Pamela Robertson
Curator, Hunterian Art Gallery
George Smith MA, art collector; 1907-1997
GEORGE Smith was a lifelong enthusiast for the visual arts and over 30 years built up one of the choicest private collections of the work of Charles Rennie Mackintosh.
George Smith spent his life in Glasgow, the city of his birth. Modest family circumstances precluded a career as an architect and instead he worked as a cost accountant for the leather manufacturer, John Tullis. Art not commerce was his guiding passion. His encyclopaedic knowledge was almost entirely self-taught, aided by evening classes in fine art at Glasgow School of Art.

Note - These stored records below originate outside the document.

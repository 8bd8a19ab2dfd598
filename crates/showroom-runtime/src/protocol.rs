//! Message-id correlated request/response channel
//!
//! A [`CompileChannel`] is one caller instance. It allocates strictly
//! increasing message ids, keeps a table of pending requests keyed by id and
//! runs a router task that resolves each pending entry when the backend's
//! response with the same id arrives. Responses nobody waits for (superseded
//! and dropped, or never issued) are discarded.
//!
//! There are no timeouts: a backend that never answers leaves the request
//! pending. Cancellation is advisory; dropping a [`PendingCompile`] stops
//! listening but the backend still finishes the work.

use std::sync::Arc;
use std::sync::atomic::{AtomicBool, AtomicI64, Ordering};

use parking_lot::Mutex;
use rustc_hash::FxHashMap;
use showroom_compiler::{CompileRequest, CompileResult, MessageId, SupportedLanguage};
use tokio::sync::{mpsc, oneshot, watch};
use tracing::{debug, trace, warn};

use crate::backend::{BackendState, Endpoint};
use crate::error::{Result, TransportError};

/// Typed request/response channel to one backend.
///
/// Clones share the same id sequence and pending table.
#[derive(Debug, Clone)]
pub struct CompileChannel {
    inner: Arc<Inner>,
}

#[derive(Debug)]
struct Inner {
    requests: mpsc::UnboundedSender<CompileRequest>,
    table: Arc<PendingTable>,
    state: watch::Receiver<BackendState>,
    next_id: AtomicI64,
    latest_id: AtomicI64,
}

#[derive(Debug, Default)]
struct PendingTable {
    waiters: Mutex<FxHashMap<MessageId, oneshot::Sender<CompileResult>>>,
    closed: AtomicBool,
}

impl CompileChannel {
    /// Attach to a backend endpoint and start routing its responses.
    ///
    /// Must be called from within a Tokio runtime.
    pub fn connect(endpoint: Endpoint) -> Self {
        let Endpoint {
            requests,
            responses,
            state,
        } = endpoint;
        let table = Arc::new(PendingTable::default());
        tokio::spawn(route_responses(table.clone(), responses));

        Self {
            inner: Arc::new(Inner {
                requests,
                table,
                state,
                next_id: AtomicI64::new(0),
                latest_id: AtomicI64::new(0),
            }),
        }
    }

    /// Send a request and return a handle to await its response.
    pub fn issue(
        &self,
        source: impl Into<String>,
        lang: SupportedLanguage,
    ) -> Result<PendingCompile> {
        let inner = &self.inner;
        let message_id = inner.next_id.fetch_add(1, Ordering::SeqCst) + 1;
        inner.latest_id.fetch_max(message_id, Ordering::SeqCst);

        let (tx, rx) = oneshot::channel();
        inner.table.waiters.lock().insert(message_id, tx);
        if inner.table.closed.load(Ordering::SeqCst) {
            inner.table.waiters.lock().remove(&message_id);
            return Err(inner.transport_error());
        }

        let request = CompileRequest {
            source: source.into(),
            lang,
            message_id,
        };
        if inner.requests.send(request).is_err() {
            inner.table.waiters.lock().remove(&message_id);
            return Err(inner.transport_error());
        }
        trace!(message_id, %lang, "compile request sent");

        Ok(PendingCompile {
            message_id,
            rx,
            inner: inner.clone(),
        })
    }

    /// Send a request and wait for its response.
    pub async fn call(
        &self,
        source: impl Into<String>,
        lang: SupportedLanguage,
    ) -> Result<CompileResult> {
        self.issue(source, lang)?.wait().await
    }

    /// Highest message id issued so far; `0` before the first request.
    pub fn latest_id(&self) -> MessageId {
        self.inner.latest_id.load(Ordering::SeqCst)
    }

    /// Number of requests still waiting for a response.
    pub fn pending(&self) -> usize {
        self.inner.table.waiters.lock().len()
    }

    pub fn backend_state(&self) -> BackendState {
        self.inner.state.borrow().clone()
    }
}

impl Inner {
    fn transport_error(&self) -> TransportError {
        match self.state.borrow().failure() {
            Some(reason) => TransportError::BackendFailed {
                reason: reason.to_string(),
            },
            None => TransportError::Disconnected,
        }
    }
}

/// An issued request whose response has not been consumed yet.
///
/// Dropping it removes the pending entry, so a late response is discarded.
#[derive(Debug)]
pub struct PendingCompile {
    message_id: MessageId,
    rx: oneshot::Receiver<CompileResult>,
    inner: Arc<Inner>,
}

impl PendingCompile {
    pub fn message_id(&self) -> MessageId {
        self.message_id
    }

    /// Wait for the response to this request, whatever was issued since.
    pub async fn wait(mut self) -> Result<CompileResult> {
        match (&mut self.rx).await {
            Ok(result) => Ok(result),
            Err(_) => Err(self.inner.transport_error()),
        }
    }

    /// Wait for the response, yielding `None` if a newer request was issued
    /// on the same channel in the meantime.
    pub async fn wait_latest(self) -> Result<Option<CompileResult>> {
        let message_id = self.message_id;
        let inner = self.inner.clone();
        let result = self.wait().await?;
        let latest = inner.latest_id.load(Ordering::SeqCst);
        if latest == message_id {
            Ok(Some(result))
        } else {
            debug!(message_id, latest, "discarding superseded compile response");
            Ok(None)
        }
    }
}

impl Drop for PendingCompile {
    fn drop(&mut self) {
        self.inner.table.waiters.lock().remove(&self.message_id);
    }
}

async fn route_responses(
    table: Arc<PendingTable>,
    mut responses: mpsc::UnboundedReceiver<CompileResult>,
) {
    while let Some(result) = responses.recv().await {
        let message_id = result.message_id();
        let waiter = table.waiters.lock().remove(&message_id);
        match waiter {
            Some(tx) => {
                if tx.send(result).is_err() {
                    trace!(message_id, "caller stopped listening");
                }
            }
            None => debug!(message_id, "dropping response nobody is waiting for"),
        }
    }

    table.closed.store(true, Ordering::SeqCst);
    let abandoned = {
        let mut waiters = table.waiters.lock();
        let count = waiters.len();
        waiters.clear();
        count
    };
    if abandoned > 0 {
        warn!(abandoned, "compile backend disconnected with requests in flight");
    } else {
        debug!("compile backend disconnected");
    }
}

#[cfg(test)]
mod tests {
    use super::*;
    use showroom_compiler::{CompileFailure, CompileSuccess};

    struct FakeBackend {
        requests: mpsc::UnboundedReceiver<CompileRequest>,
        responses: mpsc::UnboundedSender<CompileResult>,
        state: watch::Sender<BackendState>,
    }

    fn fake() -> (CompileChannel, FakeBackend) {
        let (request_tx, request_rx) = mpsc::unbounded_channel();
        let (response_tx, response_rx) = mpsc::unbounded_channel();
        let (state_tx, state_rx) = watch::channel(BackendState::Ready);
        let channel = CompileChannel::connect(Endpoint {
            requests: request_tx,
            responses: response_rx,
            state: state_rx,
        });
        (
            channel,
            FakeBackend {
                requests: request_rx,
                responses: response_tx,
                state: state_tx,
            },
        )
    }

    fn answer(request: &CompileRequest) -> CompileResult {
        CompileResult::Success(CompileSuccess {
            code: format!("compiled:{}", request.source),
            message_id: request.message_id,
            import_names: vec![],
            imported_packages: vec![],
            lang: request.lang,
            features: vec![],
            initial_code_hash: None,
            unresolved_packages: vec![],
        })
    }

    #[tokio::test]
    async fn ids_are_strictly_increasing() {
        let (channel, mut backend) = fake();
        let a = channel.issue("a", SupportedLanguage::Js).unwrap();
        let b = channel.issue("b", SupportedLanguage::Js).unwrap();
        assert_eq!(a.message_id(), 1);
        assert_eq!(b.message_id(), 2);
        assert_eq!(channel.latest_id(), 2);

        assert_eq!(backend.requests.recv().await.unwrap().message_id, 1);
        assert_eq!(backend.requests.recv().await.unwrap().message_id, 2);
    }

    #[tokio::test]
    async fn late_response_for_older_request_is_discarded() {
        let (channel, mut backend) = fake();
        let first = channel.issue("one", SupportedLanguage::Jsx).unwrap();
        let second = channel.issue("two", SupportedLanguage::Jsx).unwrap();

        let req1 = backend.requests.recv().await.unwrap();
        let req2 = backend.requests.recv().await.unwrap();
        backend.responses.send(answer(&req2)).unwrap();
        backend.responses.send(answer(&req1)).unwrap();

        let visible = second.wait_latest().await.unwrap().unwrap();
        assert_eq!(visible.message_id(), 2);
        assert_eq!(visible.as_success().unwrap().code, "compiled:two");
        assert_eq!(first.wait_latest().await.unwrap(), None);
    }

    #[tokio::test]
    async fn responses_are_matched_by_id_not_order() {
        let (channel, mut backend) = fake();
        let first = channel.issue("one", SupportedLanguage::Js).unwrap();
        let second = channel.issue("two", SupportedLanguage::Js).unwrap();

        let req1 = backend.requests.recv().await.unwrap();
        let req2 = backend.requests.recv().await.unwrap();
        backend
            .responses
            .send(CompileResult::Error(CompileFailure {
                error: "bad".into(),
                message_id: req2.message_id,
                meta: None,
            }))
            .unwrap();
        backend.responses.send(answer(&req1)).unwrap();

        assert!(first.wait().await.unwrap().is_success());
        assert!(!second.wait().await.unwrap().is_success());
    }

    #[tokio::test]
    async fn dropped_request_stops_listening() {
        let (channel, mut backend) = fake();
        let pending = channel.issue("gone", SupportedLanguage::Js).unwrap();
        assert_eq!(channel.pending(), 1);
        drop(pending);
        assert_eq!(channel.pending(), 0);

        // The backend still finishes the abandoned request.
        let req = backend.requests.recv().await.unwrap();
        backend.responses.send(answer(&req)).unwrap();

        let next = channel.issue("next", SupportedLanguage::Js).unwrap();
        let req = backend.requests.recv().await.unwrap();
        backend.responses.send(answer(&req)).unwrap();
        let result = next.wait().await.unwrap();
        assert_eq!(result.message_id(), 2);
        assert_eq!(result.as_success().unwrap().code, "compiled:next");
    }

    #[tokio::test]
    async fn disconnect_fails_pending_requests() {
        let (channel, backend) = fake();
        let pending = channel.issue("x", SupportedLanguage::Js).unwrap();
        drop(backend);
        assert!(matches!(
            pending.wait().await,
            Err(TransportError::Disconnected)
        ));
        assert!(channel.issue("y", SupportedLanguage::Js).is_err());
    }

    #[tokio::test]
    async fn backend_failure_reason_is_reported() {
        let (channel, backend) = fake();
        let pending = channel.issue("x", SupportedLanguage::Js).unwrap();
        backend.state.send_replace(BackendState::Failed {
            reason: "worker crashed".into(),
        });
        drop(backend.responses);

        match pending.wait().await {
            Err(TransportError::BackendFailed { reason }) => assert_eq!(reason, "worker crashed"),
            other => panic!("unexpected: {other:?}"),
        }
    }
}
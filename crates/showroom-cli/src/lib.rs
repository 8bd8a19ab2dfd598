//! Showroom CLI - live component documentation.
//!
//! Exposes the `showroom` binary's building blocks so they can be driven from
//! tests or embedded in other tools.
//!
//! - [`config`] - `showroom.toml` loading (defaults, file, environment, flags)
//! - [`docs`] - documentation scanning and code block precompilation
//! - [`site`] - index and standalone editor pages
//! - [`dev`] - development server hosting the compile worker
//! - `commands` - one module per subcommand
//! - [`error`], [`logger`], [`ui`] - errors, logging and terminal output
//!
//! ```rust,no_run
//! use showroom_cli::{commands::build, config::ShowroomConfig};
//! use std::path::Path;
//!
//! fn main() -> showroom_cli::Result<()> {
//!     let root = Path::new(".");
//!     let config = ShowroomConfig::load(root, None, &Default::default())?;
//!     let output = build::build(root, &config)?;
//!     println!("{} code blocks", output.manifest.block_count());
//!     Ok(())
//! }
//! ```

pub mod cli;
pub mod commands;
pub mod config;
pub mod dev;
pub mod docs;
pub mod error;
pub mod logger;
pub mod site;
pub mod ui;

pub use error::{BuildError, CliError, ConfigError, Result, ResultExt};
//! Worker-hosted compile backend
//!
//! The backend runs on its own OS thread so compiles never block the caller.
//! Its lifecycle is an explicit state machine published through a
//! [`watch`] channel:
//!
//! ```text
//! Uninitialized ──first request──▶ Initializing ──ok──▶ Ready
//!                                        │                 │
//!                                        └──err──▶ Failed ◀┘ panic
//! ```
//!
//! Requests that arrive before `Ready` are queued and answered in submission
//! order once initialization finishes. `Failed` is terminal: the worker exits,
//! its response channel closes and every outstanding caller observes a
//! [`TransportError::BackendFailed`].

use std::any::Any;
use std::collections::VecDeque;
use std::panic::{AssertUnwindSafe, catch_unwind};
use std::sync::Arc;
use std::thread;

use showroom_compiler::{
    CompileRequest, CompileResult, Compiler, CompilerOptions, PackageMap, ShowroomError,
};
use tokio::sync::{mpsc, watch};
use tracing::{debug, error, info};

use crate::error::Result;

/// Lifecycle of one backend instance.
#[derive(Debug, Clone, PartialEq, Eq)]
pub enum BackendState {
    Uninitialized,
    Initializing,
    Ready,
    Failed { reason: String },
}

impl BackendState {
    pub fn is_ready(&self) -> bool {
        matches!(self, BackendState::Ready)
    }

    pub fn failure(&self) -> Option<&str> {
        match self {
            BackendState::Failed { reason } => Some(reason),
            _ => None,
        }
    }
}

/// Something that turns one request into exactly one result.
pub trait CompileService: Send + 'static {
    fn handle(&self, request: CompileRequest) -> CompileResult;
}

impl CompileService for Compiler {
    fn handle(&self, request: CompileRequest) -> CompileResult {
        self.compile(&request.source, request.lang, request.message_id)
    }
}

/// Caller side of a backend: where requests go and results come from.
///
/// Any transport (worker thread, subprocess, HTTP) that can fill these three
/// channels can back a [`crate::CompileChannel`].
#[derive(Debug)]
pub struct Endpoint {
    pub requests: mpsc::UnboundedSender<CompileRequest>,
    pub responses: mpsc::UnboundedReceiver<CompileResult>,
    pub state: watch::Receiver<BackendState>,
}

/// Handle to a running worker backend.
#[derive(Debug)]
pub struct BackendHandle {
    state: watch::Receiver<BackendState>,
    _worker: thread::JoinHandle<()>,
}

impl BackendHandle {
    /// Start a worker whose service is built lazily by `init` on the first request.
    pub fn spawn<S, F>(init: F) -> Result<(Self, Endpoint)>
    where
        S: CompileService,
        F: FnOnce() -> showroom_compiler::Result<S> + Send + 'static,
    {
        let (request_tx, request_rx) = mpsc::unbounded_channel();
        let (response_tx, response_rx) = mpsc::unbounded_channel();
        let (state_tx, state_rx) = watch::channel(BackendState::Uninitialized);

        let worker = Worker {
            init: Some(init),
            service: None,
            queue: VecDeque::new(),
            responses: response_tx,
            state: state_tx,
        };
        let handle = thread::Builder::new()
            .name("showroom-compile-worker".to_string())
            .spawn(move || worker.run(request_rx))?;

        Ok((
            Self {
                state: state_rx.clone(),
                _worker: handle,
            },
            Endpoint {
                requests: request_tx,
                responses: response_rx,
                state: state_rx,
            },
        ))
    }

    /// Start a worker around a [`Compiler`] for `packages`.
    pub fn with_compiler(
        packages: Arc<PackageMap>,
        options: CompilerOptions,
    ) -> Result<(Self, Endpoint)> {
        Self::spawn(move || Compiler::new(packages, options))
    }

    pub fn state(&self) -> BackendState {
        self.state.borrow().clone()
    }

    pub fn subscribe(&self) -> watch::Receiver<BackendState> {
        self.state.clone()
    }
}

struct Worker<S, F> {
    init: Option<F>,
    service: Option<S>,
    queue: VecDeque<CompileRequest>,
    responses: mpsc::UnboundedSender<CompileResult>,
    state: watch::Sender<BackendState>,
}

impl<S, F> Worker<S, F>
where
    S: CompileService,
    F: FnOnce() -> showroom_compiler::Result<S>,
{
    fn run(mut self, mut requests: mpsc::UnboundedReceiver<CompileRequest>) {
        while let Some(request) = requests.blocking_recv() {
            self.queue.push_back(request);
            if self.service.is_none() && !self.initialize(&mut requests) {
                return;
            }
            if !self.drain() {
                return;
            }
        }
        debug!("compile worker stopping: all callers are gone");
    }

    fn initialize(&mut self, requests: &mut mpsc::UnboundedReceiver<CompileRequest>) -> bool {
        let Some(init) = self.init.take() else {
            return false;
        };
        self.transition(BackendState::Initializing);

        match catch_unwind(AssertUnwindSafe(init)) {
            Ok(Ok(service)) => {
                while let Ok(request) = requests.try_recv() {
                    self.queue.push_back(request);
                }
                self.service = Some(service);
                self.transition(BackendState::Ready);
                info!(queued = self.queue.len(), "compile backend ready");
                true
            }
            Ok(Err(err)) => {
                self.fail(initialization_failure(&err));
                false
            }
            Err(panic) => {
                self.fail(format!("initialization panicked: {}", panic_message(&*panic)));
                false
            }
        }
    }

    /// Answer every queued request in order; `false` once the worker must stop.
    fn drain(&mut self) -> bool {
        let Some(service) = self.service.as_ref() else {
            return false;
        };
        while let Some(request) = self.queue.pop_front() {
            let message_id = request.message_id;
            match catch_unwind(AssertUnwindSafe(|| service.handle(request))) {
                Ok(result) => {
                    if self.responses.send(result).is_err() {
                        debug!("compile worker stopping: response channel closed");
                        return false;
                    }
                }
                Err(panic) => {
                    let reason = format!(
                        "worker crashed on message {}: {}",
                        message_id,
                        panic_message(&*panic)
                    );
                    self.fail(reason);
                    return false;
                }
            }
        }
        true
    }

    fn fail(&mut self, reason: String) {
        error!(%reason, "compile backend failed");
        self.queue.clear();
        self.transition(BackendState::Failed { reason });
    }

    fn transition(&self, next: BackendState) {
        debug!(state = ?next, "compile backend state");
        self.state.send_replace(next);
    }
}

fn initialization_failure(err: &ShowroomError) -> String {
    format!("initialization failed: {}", err)
}

fn panic_message(panic: &(dyn Any + Send)) -> String {
    if let Some(message) = panic.downcast_ref::<&str>() {
        message.to_string()
    } else if let Some(message) = panic.downcast_ref::<String>() {
        message.clone()
    } else {
        "unknown panic".to_string()
    }
}
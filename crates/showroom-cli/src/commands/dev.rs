//! Development server command implementation.
//!
//! 1. Load configuration and build the PackageMap
//! 2. Start the compile worker and attach a channel to it
//! 3. Precompile the documentation once
//! 4. Serve editors and pages, recompiling documentation when it changes
//! 5. Shut down on Ctrl+C

use crate::cli::DevArgs;
use crate::commands::utils;
use crate::config::ConfigOverrides;
use crate::dev::{DevEvent, DevServer, DevServerState, FileChange, FileWatcher, SharedState};
use crate::docs;
use crate::error::{CliError, Result};
use crate::ui;
use showroom_compiler::{Compiler, SupportedLanguage};
use showroom_runtime::{BackendHandle, CompileChannel};
use std::net::SocketAddr;
use std::path::{Path, PathBuf};
use std::sync::Arc;
use std::time::{Duration, Instant};
use tokio::signal;
use tokio::sync::mpsc;

/// Quiet period before a burst of document changes triggers a rebuild.
const REBUILD_DEBOUNCE: Duration = Duration::from_millis(100);

/// Everything a documentation rebuild needs.
struct Rebuilder {
    compiler: Arc<Compiler>,
    docs_root: PathBuf,
    accepted: Arc<[SupportedLanguage]>,
}

impl Rebuilder {
    /// Precompile on a blocking thread and publish the outcome.
    async fn run(&self, state: &SharedState) {
        state.start_build();
        state.broadcast(&DevEvent::BuildStarted).await;
        let started = Instant::now();

        let compiler = Arc::clone(&self.compiler);
        let docs_root = self.docs_root.clone();
        let accepted = Arc::clone(&self.accepted);
        let outcome = tokio::task::spawn_blocking(move || {
            docs::precompile_all(&compiler, &docs_root, &accepted)
        })
        .await
        .unwrap_or_else(|e| Err(CliError::Custom(format!("Precompilation task failed: {}", e))));

        match outcome {
            Ok(manifest) => {
                let duration_ms = started.elapsed().as_millis() as u64;
                let blocks = manifest.block_count();
                state.complete_build(manifest, duration_ms);
                ui::success(&format!(
                    "Compiled {} code blocks in {}",
                    blocks,
                    ui::format_duration(started.elapsed())
                ));
                state
                    .broadcast(&DevEvent::CodeBlocksUpdated {
                        blocks,
                        duration_ms,
                    })
                    .await;
            }
            Err(err) => {
                let error = err.to_string();
                ui::error(&format!("Precompilation failed: {}", error));
                state.fail_build(error.clone());
                state.broadcast(&DevEvent::BuildFailed { error }).await;
            }
        }
    }
}

/// Execute the dev command.
///
/// A broken example does not stop the server: the error is reported, the
/// previous code blocks stay in place and the next change retries.
pub async fn execute(args: DevArgs, config_path: Option<&Path>) -> Result<()> {
    ui::info("Starting development server...");

    let root = utils::project_root(args.cwd.as_deref())?;
    let overrides = ConfigOverrides {
        docs_dir: args.docs_dir.clone(),
        port: args.port,
        host: args.host.clone(),
        ..Default::default()
    };
    let config = utils::load_config(&root, config_path, &overrides)?;

    let addr: SocketAddr = format!("{}:{}", config.dev_server.host, config.dev_server.port)
        .parse()
        .map_err(|e| {
            CliError::InvalidArgument(format!(
                "Invalid server address {}:{}: {}",
                config.dev_server.host, config.dev_server.port, e
            ))
        })?;

    let packages = Arc::new(config.package_map(&root)?);
    let options = config.compiler_options();
    let rebuilder = Rebuilder {
        compiler: Arc::new(Compiler::new(Arc::clone(&packages), options.clone())?),
        docs_root: config.docs_root(&root),
        accepted: config.accepted_languages()?.into(),
    };

    // The worker builds its own compiler on first use.
    let (backend, endpoint) = BackendHandle::with_compiler(Arc::clone(&packages), options)?;
    let state: SharedState = Arc::new(
        DevServerState::new(
            CompileChannel::connect(endpoint),
            config.frame_config(packages),
            config.debounce(),
        )
        .with_languages(Arc::clone(&rebuilder.accepted)),
    );

    ui::info(&format!("Documentation: {}", rebuilder.docs_root.display()));
    rebuilder.run(&state).await;

    let (_watcher, mut change_rx) = match FileWatcher::new(rebuilder.docs_root.clone()) {
        Ok((watcher, rx)) => {
            ui::info(&format!(
                "Watching for changes in: {}",
                watcher.root().display()
            ));
            (Some(watcher), rx)
        }
        Err(err) => {
            ui::warning(&format!("Not watching documentation: {}", err));
            let (_tx, rx) = mpsc::channel::<FileChange>(1);
            (None, rx)
        }
    };

    let server = DevServer::new(addr, Arc::clone(&state));
    let mut server_handle = tokio::spawn(async move {
        if let Err(e) = server.start().await {
            ui::error(&format!("Server error: {}", e));
        }
    });

    ui::info("Press Ctrl+C to stop");

    loop {
        tokio::select! {
            Some(change) = change_rx.recv() => {
                let changes = FileWatcher::settle(&mut change_rx, change, REBUILD_DEBOUNCE).await;
                if changes.is_empty() {
                    continue;
                }
                ui::info(&format!("{} documents changed", changes.len()));
                for change in &changes {
                    ui::detail(&change.path().display().to_string());
                }
                rebuilder.run(&state).await;
            }

            _ = signal::ctrl_c() => {
                ui::info("Shutting down development server...");
                break;
            }

            _ = &mut server_handle => {
                ui::warning("Server task completed unexpectedly");
                break;
            }
        }
    }

    server_handle.abort();
    tracing::debug!(backend = ?backend.state(), "stopping compile worker");
    ui::success("Development server stopped");
    Ok(())
}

His collection began relatively late, in 1955, with the purchase of a still-life by Leslie Hunter; the Scottish Colourists and Glasgow Boys were to form important areas of his collection. The central passion of his life was triggered in 1952 by the publication of Thomas Howarth's pioneering biography of Charles Rennie Mackintosh. He later explained: ''For me Charles Rennie Mackintosh is to architecture and design as Mozart is to music.''
Mackintosh was not unfamiliar to him: from childhood he had visited Miss Cranston's tea rooms and in 1933 he had been a regular visitor to the Mackintosh Memorial Exhibition. Mackintosh's sister, Ellen, had been a life-long friend of his mother.
With a perceptive eye and dogged determination, he tracked down Mackintosh watercolours and furniture from dealers and auction houses in Glasgow and elsewhere, and from the relatives and friends of Mackintosh's family and associates, sometimes waiting patiently for 10 years to secure a purchase. Much of this was achieved before the sky-high prices established in the late 1970s. In this way he established a select Mackintosh collection of world-class importance.
Passion, not investment, motivated his collecting. Each work was researched, documented, and debated with scholarship and zeal. The collection was shared with the public, from the landmark Mackintosh centenary exhibition in 1968 to last year's major retrospective in Glasgow. Since the early 1980s key works from the full spectrum of his collection have been on permanent display in the Hunterian Art Gallery where, in 1988, the collection was the focus of a special exhibition and publication.
His valued support to the Hunterian was recognised by the University of Glasgow in 1987 with the conferral of an honorary degree. He was also an active supporter of the Charles Rennie Mackintosh Society, of which he was a founding committee member. In his mid seventies he signed up as one of Glasgow Art Gallery's first volunteer guides, overcoming his reserve and deafness to share his love of art with the public. It was a role he fulfilled enthusiastically until just last year.
He is survived by a brother and a nephew.